** WHAT TO WORK ON **
Once the line containing "when minting claims." has been written out, stop; until then, restate each line of the entries below word for word from the first.

** PROVIDED DATA **
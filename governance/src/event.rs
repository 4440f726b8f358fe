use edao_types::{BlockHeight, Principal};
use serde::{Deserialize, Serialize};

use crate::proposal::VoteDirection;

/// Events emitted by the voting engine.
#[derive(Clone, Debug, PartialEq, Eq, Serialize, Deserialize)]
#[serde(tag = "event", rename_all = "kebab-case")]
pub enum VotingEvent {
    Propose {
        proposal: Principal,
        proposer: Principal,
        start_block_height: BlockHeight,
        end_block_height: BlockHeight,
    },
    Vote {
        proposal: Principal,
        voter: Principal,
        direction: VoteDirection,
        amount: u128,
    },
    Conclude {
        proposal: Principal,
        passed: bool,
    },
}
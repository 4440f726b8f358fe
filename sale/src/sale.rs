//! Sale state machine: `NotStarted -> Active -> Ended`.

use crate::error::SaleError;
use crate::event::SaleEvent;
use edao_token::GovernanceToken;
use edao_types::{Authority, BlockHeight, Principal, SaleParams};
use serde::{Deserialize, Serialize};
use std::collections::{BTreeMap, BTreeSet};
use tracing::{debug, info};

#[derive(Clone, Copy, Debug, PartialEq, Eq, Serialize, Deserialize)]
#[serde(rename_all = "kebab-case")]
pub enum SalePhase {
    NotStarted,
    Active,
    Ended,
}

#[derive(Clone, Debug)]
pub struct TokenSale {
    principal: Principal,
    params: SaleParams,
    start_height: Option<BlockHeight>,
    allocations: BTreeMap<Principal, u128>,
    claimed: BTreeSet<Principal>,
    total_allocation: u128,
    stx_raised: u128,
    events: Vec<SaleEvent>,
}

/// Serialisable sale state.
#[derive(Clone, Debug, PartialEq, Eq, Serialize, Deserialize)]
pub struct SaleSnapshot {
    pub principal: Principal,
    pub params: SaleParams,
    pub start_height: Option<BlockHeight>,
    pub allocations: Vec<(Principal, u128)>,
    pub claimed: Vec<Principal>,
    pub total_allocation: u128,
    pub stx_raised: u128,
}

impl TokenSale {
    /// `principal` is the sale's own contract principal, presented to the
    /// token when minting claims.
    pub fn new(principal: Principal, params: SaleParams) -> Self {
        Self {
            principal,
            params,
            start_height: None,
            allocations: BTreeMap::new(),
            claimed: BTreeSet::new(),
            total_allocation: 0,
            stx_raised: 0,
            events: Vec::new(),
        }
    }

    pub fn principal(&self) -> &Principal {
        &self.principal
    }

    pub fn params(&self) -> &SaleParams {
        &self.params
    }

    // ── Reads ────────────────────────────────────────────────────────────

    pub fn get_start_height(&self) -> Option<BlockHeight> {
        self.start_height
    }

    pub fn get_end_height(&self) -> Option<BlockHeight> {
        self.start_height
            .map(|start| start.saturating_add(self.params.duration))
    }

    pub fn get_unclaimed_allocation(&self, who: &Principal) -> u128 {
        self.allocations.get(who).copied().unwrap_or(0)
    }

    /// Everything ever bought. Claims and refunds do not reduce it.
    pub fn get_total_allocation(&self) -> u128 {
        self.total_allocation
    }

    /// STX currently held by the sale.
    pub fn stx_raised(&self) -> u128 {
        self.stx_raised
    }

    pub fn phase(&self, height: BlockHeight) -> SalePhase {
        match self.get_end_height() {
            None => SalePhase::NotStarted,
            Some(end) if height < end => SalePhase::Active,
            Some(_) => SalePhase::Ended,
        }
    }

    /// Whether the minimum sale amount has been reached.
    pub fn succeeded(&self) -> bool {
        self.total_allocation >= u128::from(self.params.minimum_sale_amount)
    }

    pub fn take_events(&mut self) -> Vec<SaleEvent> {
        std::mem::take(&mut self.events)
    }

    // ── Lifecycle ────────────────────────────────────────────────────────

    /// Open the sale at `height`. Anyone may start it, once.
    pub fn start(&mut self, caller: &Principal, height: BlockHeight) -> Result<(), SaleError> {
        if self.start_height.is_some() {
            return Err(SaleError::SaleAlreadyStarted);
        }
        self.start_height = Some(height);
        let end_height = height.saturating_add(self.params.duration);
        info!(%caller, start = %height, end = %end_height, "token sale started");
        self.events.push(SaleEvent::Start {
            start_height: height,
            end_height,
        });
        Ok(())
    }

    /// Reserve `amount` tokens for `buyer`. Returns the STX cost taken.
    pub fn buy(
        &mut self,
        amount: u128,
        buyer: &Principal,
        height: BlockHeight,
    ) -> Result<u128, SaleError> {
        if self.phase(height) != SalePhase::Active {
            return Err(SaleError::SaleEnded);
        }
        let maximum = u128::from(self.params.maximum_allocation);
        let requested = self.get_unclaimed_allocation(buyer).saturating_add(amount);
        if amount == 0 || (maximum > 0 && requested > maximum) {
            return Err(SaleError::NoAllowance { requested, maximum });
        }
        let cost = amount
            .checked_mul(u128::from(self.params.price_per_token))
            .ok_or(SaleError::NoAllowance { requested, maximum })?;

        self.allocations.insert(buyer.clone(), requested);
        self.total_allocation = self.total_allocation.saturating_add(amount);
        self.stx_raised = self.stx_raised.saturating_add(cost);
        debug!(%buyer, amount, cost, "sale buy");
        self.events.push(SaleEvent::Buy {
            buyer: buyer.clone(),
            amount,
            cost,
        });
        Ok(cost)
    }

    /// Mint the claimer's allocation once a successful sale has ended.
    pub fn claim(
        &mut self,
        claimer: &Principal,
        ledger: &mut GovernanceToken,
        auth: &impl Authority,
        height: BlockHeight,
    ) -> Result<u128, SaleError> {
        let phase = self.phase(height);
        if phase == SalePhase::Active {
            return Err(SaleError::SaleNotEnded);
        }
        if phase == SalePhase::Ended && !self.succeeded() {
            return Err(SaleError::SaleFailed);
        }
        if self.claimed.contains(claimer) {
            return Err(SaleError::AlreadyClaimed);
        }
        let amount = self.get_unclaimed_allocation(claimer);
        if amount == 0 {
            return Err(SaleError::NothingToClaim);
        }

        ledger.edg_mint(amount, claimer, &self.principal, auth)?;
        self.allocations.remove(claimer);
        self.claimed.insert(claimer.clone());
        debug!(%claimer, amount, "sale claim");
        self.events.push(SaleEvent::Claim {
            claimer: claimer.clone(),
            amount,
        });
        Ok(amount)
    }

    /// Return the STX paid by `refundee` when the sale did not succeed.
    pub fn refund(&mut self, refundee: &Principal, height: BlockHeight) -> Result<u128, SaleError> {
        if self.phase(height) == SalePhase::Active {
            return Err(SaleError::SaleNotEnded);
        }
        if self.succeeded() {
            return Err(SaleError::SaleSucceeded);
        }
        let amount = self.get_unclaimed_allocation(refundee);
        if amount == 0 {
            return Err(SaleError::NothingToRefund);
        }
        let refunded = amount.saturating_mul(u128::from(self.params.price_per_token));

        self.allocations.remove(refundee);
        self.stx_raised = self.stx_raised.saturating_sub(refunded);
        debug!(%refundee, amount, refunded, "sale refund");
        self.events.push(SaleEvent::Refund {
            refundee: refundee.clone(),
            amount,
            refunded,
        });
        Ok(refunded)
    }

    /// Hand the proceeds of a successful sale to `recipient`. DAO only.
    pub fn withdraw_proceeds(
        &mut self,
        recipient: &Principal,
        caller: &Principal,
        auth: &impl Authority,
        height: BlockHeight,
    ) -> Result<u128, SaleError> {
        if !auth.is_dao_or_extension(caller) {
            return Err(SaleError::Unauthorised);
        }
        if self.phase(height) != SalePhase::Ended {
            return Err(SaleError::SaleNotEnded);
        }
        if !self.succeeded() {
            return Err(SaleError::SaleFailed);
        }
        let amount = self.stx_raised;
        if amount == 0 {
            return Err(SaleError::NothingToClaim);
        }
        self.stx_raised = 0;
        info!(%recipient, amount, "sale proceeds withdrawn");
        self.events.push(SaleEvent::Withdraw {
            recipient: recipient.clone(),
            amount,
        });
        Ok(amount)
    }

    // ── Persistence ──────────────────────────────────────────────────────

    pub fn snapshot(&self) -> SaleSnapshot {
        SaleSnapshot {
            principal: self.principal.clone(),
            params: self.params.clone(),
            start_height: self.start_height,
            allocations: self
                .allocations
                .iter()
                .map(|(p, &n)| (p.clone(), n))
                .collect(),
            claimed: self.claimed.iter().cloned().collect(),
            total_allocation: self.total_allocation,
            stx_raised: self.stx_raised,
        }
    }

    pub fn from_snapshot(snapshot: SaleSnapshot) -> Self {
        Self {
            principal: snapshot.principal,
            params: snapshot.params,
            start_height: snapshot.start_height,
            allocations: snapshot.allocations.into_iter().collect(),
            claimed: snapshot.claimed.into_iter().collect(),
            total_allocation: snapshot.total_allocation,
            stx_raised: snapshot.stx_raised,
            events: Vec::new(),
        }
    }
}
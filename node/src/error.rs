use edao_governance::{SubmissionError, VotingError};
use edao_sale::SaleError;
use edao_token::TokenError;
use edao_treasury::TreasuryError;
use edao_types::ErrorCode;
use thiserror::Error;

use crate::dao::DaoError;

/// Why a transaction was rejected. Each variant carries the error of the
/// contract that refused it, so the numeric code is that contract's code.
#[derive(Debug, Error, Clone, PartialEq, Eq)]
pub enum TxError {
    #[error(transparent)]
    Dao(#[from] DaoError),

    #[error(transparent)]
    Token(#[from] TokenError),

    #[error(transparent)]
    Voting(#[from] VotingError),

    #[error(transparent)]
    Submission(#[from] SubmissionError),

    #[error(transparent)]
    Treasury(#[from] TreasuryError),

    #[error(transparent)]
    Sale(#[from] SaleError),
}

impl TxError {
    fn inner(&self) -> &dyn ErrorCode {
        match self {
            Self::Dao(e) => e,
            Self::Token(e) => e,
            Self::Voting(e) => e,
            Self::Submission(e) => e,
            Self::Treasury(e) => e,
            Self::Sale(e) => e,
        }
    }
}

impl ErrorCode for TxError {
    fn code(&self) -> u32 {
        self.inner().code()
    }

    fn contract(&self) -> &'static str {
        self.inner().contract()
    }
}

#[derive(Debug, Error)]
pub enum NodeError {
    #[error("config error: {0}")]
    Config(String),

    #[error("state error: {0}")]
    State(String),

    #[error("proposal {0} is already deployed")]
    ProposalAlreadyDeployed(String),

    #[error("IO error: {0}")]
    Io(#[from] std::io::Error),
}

** SOLVED PROBLEM **
filename governance/src/event.rs
repository 4440f726b8f358fe
use edao_types::{BlockHeight, Principal};
use serde::{Deserialize, Serialize};

use crate::proposal::VoteDirection;

/// Events emitted by the voting engine.
#[derive(Clone, Debug, PartialEq, Eq, Serialize, Deserialize)]
#[serde(tag = "event", rename_all = "kebab-case")]
pub enum VotingEvent {
    Propose {
        proposal: Principal,
        proposer: Principal,
        start_block_height: BlockHeight,
        end_block_height: BlockHeight,
    },
    Vote {
        proposal: Principal,
        voter: Principal,
        direction: VoteDirection,
        amount: u128,
    },
    Conclude {
        proposal: Principal,
        passed: bool,
    },
}
repository 4440f726b8f358fe
filename sale/src/sale.rs
//! Sale state machine: `NotStarted -> Active -> Ended`.

use crate::error::SaleError;
use crate::event::SaleEvent;
use edao_token::GovernanceToken;
use edao_types::{Authority, BlockHeight, Principal, SaleParams};
use serde::{Deserialize, Serialize};
use std::collections::{BTreeMap, BTreeSet};
use tracing::{debug, info};

#[derive(Clone, Copy, Debug, PartialEq, Eq, Serialize, Deserialize)]
#[serde(rename_all = "kebab-case")]
pub enum SalePhase {
    NotStarted,
    Active,
    Ended,
}

#[derive(Clone, Debug)]
pub struct TokenSale {
    principal: Principal,
    params: SaleParams,
    start_height: Option<BlockHeight>,
    allocations: BTreeMap<Principal, u128>,
    claimed: BTreeSet<Principal>,
    total_allocation: u128,
    stx_raised: u128,
    events: Vec<SaleEvent>,
}

/// Serialisable sale state.
#[derive(Clone, Debug, PartialEq, Eq, Serialize, Deserialize)]
pub struct SaleSnapshot {
    pub principal: Principal,
    pub params: SaleParams,
    pub start_height: Option<BlockHeight>,
    pub allocations: Vec<(Principal, u128)>,
    pub claimed: Vec<Principal>,
    pub total_allocation: u128,
    pub stx_raised: u128,
}

impl TokenSale {
    /// `principal` is the sale's own contract principal, presented to the
    /// token when minting claims.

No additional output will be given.